MATERIAL TO PROCESS:
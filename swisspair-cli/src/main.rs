mod config;
mod output;
mod store;

use clap::Parser;
use std::path::{Path, PathBuf};
use swisspair_core::{ranked_players, EngineConfig, PairingEngine, PairingError, MAX_REPAIR_ATTEMPTS};
use tracing::{debug, info};
use tracing_subscriber::{layer::SubscriberExt, util::SubscriberInitExt, EnvFilter};

use crate::config::SwisspairConfig;
use crate::store::TournamentStore;

pub fn bail(msg: impl std::fmt::Display) -> ! {
    eprintln!("Error: {msg}");
    std::process::exit(1);
}

#[derive(Parser)]
#[command(name = "swisspair", version, about = "Run a Swiss-system tournament: register players, report matches, pair rounds")]
struct Cli {
    #[command(subcommand)]
    command: Commands,

    /// Path to config file (default: ~/.config/swisspair/config.toml)
    #[arg(long, global = true)]
    config: Option<PathBuf>,

    /// Tournament state file (default: ~/.local/share/swisspair/tournament.json)
    #[arg(long, global = true)]
    state: Option<PathBuf>,

    /// Log debug detail to stderr (RUST_LOG takes precedence)
    #[arg(short, long, global = true)]
    verbose: bool,
}

#[derive(clap::Subcommand)]
enum Commands {
    /// Register a new player; prints the assigned id
    Register {
        /// Player's full name (need not be unique)
        #[arg(long)]
        name: String,
    },
    /// Record the outcome of a single match
    Report {
        /// Id of the player who won
        #[arg(long)]
        winner: i64,
        /// Id of the player who lost
        #[arg(long)]
        loser: i64,
    },
    /// Show players ranked by wins, then opponent strength
    Standings {
        /// Output JSON instead of table
        #[arg(long)]
        json: bool,
    },
    /// Pair players for the next round, avoiding rematches
    Pair(PairArgs),
    /// Print the number of registered players
    Count,
    /// Remove all match records
    DeleteMatches,
    /// Remove all players (and their matches)
    DeletePlayers,
    /// Create a default config file at ~/.config/swisspair/config.toml
    Init,
}

#[derive(clap::Args)]
struct PairArgs {
    /// Output JSON instead of table
    #[arg(long)]
    json: bool,

    /// Repair swaps allowed before giving up (default: 100)
    #[arg(long)]
    max_attempts: Option<usize>,
}

fn init_tracing(verbose: bool, cfg: &SwisspairConfig) {
    let default_directive = if verbose {
        "debug".to_string()
    } else {
        cfg.log.clone().unwrap_or_else(|| "warn".to_string())
    };

    tracing_subscriber::registry()
        .with(EnvFilter::try_from_default_env().unwrap_or_else(|_| EnvFilter::new(default_directive)))
        .with(tracing_subscriber::fmt::layer().with_writer(std::io::stderr))
        .init();
}

fn main() {
    let cli = Cli::parse();

    // Load config file, merge with CLI args (CLI wins)
    let config_path = cli.config.clone().unwrap_or_else(config::config_path);
    let cfg = config::load_config(&config_path);
    init_tracing(cli.verbose, &cfg);
    debug!(config = %config_path.display(), "Loaded config");

    let state_path = cli
        .state
        .clone()
        .or_else(|| cfg.state_file.as_deref().map(config::expand_home))
        .unwrap_or_else(config::default_state_path);

    match cli.command {
        Commands::Init => {
            config::create_default_config(&config_path);
            println!("Created config at {}", config_path.display());
            println!("Edit it to set your state file, repair budget, etc.");
        }
        Commands::Register { name } => {
            let id = update_store(&state_path, |store| Ok(store.register_player(&name)));
            println!("{id}");
        }
        Commands::Report { winner, loser } => {
            update_store(&state_path, |store| store.report_match(winner, loser));
        }
        Commands::Standings { json } => {
            let store = load_store(&state_path);
            let records = store.standings().unwrap_or_else(|e| bail(e));
            if json {
                let rendered = output::standings_json(&records).unwrap_or_else(|e| bail(e));
                println!("{rendered}");
            } else {
                print!("{}", output::standings_table(&records));
            }
        }
        Commands::Pair(args) => run_pair(&state_path, &args, &cfg),
        Commands::Count => {
            println!("{}", load_store(&state_path).count_players());
        }
        Commands::DeleteMatches => {
            let removed = update_store(&state_path, |store| Ok(store.delete_matches()));
            println!("Deleted {removed} matches");
        }
        Commands::DeletePlayers => {
            let removed = update_store(&state_path, |store| Ok(store.delete_players()));
            println!("Deleted {removed} players");
        }
    }
}

fn load_store(path: &Path) -> TournamentStore {
    TournamentStore::load(path).unwrap_or_else(|e| bail(e))
}

/// Load, apply `change`, and save. Nothing is written if `change` fails.
fn update_store<T>(
    path: &Path,
    change: impl FnOnce(&mut TournamentStore) -> Result<T, store::StoreError>,
) -> T {
    let mut store = load_store(path);
    let value = change(&mut store).unwrap_or_else(|e| bail(e));
    store.save(path).unwrap_or_else(|e| bail(e));
    value
}

fn run_pair(state_path: &Path, args: &PairArgs, cfg: &SwisspairConfig) {
    let store = load_store(state_path);
    let records = store.standings().unwrap_or_else(|e| bail(e));
    let standings = ranked_players(&records);

    let max_attempts = args
        .max_attempts
        .or(cfg.max_attempts)
        .unwrap_or(MAX_REPAIR_ATTEMPTS);
    let engine = PairingEngine::new(EngineConfig { max_attempts });

    let history = store.history();
    info!(
        players = standings.len(),
        prior_pairings = history.len(),
        max_attempts,
        "Generating pairings"
    );

    let report = match engine.generate_pairings_with_report(&standings, &history) {
        Ok(report) => report,
        Err(PairingError::InvalidInput { players }) => bail(format!(
            "Need an even number of players (at least 2) to pair a round, {players} registered"
        )),
        Err(PairingError::RetryExhausted { attempts }) => bail(format!(
            "Could not avoid rematches after {attempts} repair attempts. \
             Try a larger --max-attempts, or pair this round by hand."
        )),
        Err(PairingError::History(never)) => match never {},
    };

    if args.json {
        let rendered = output::pairing_json(&report).unwrap_or_else(|e| bail(e));
        println!("{rendered}");
    } else {
        print!("{}", output::pairing_table(&report));
    }
}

REQUIREMENT: Every line above that contains the word "Option" should be reported.

ANSWER TO THE PROBLEM:
    config: Option<PathBuf>,
    state: Option<PathBuf>,
    max_attempts: Option<usize>,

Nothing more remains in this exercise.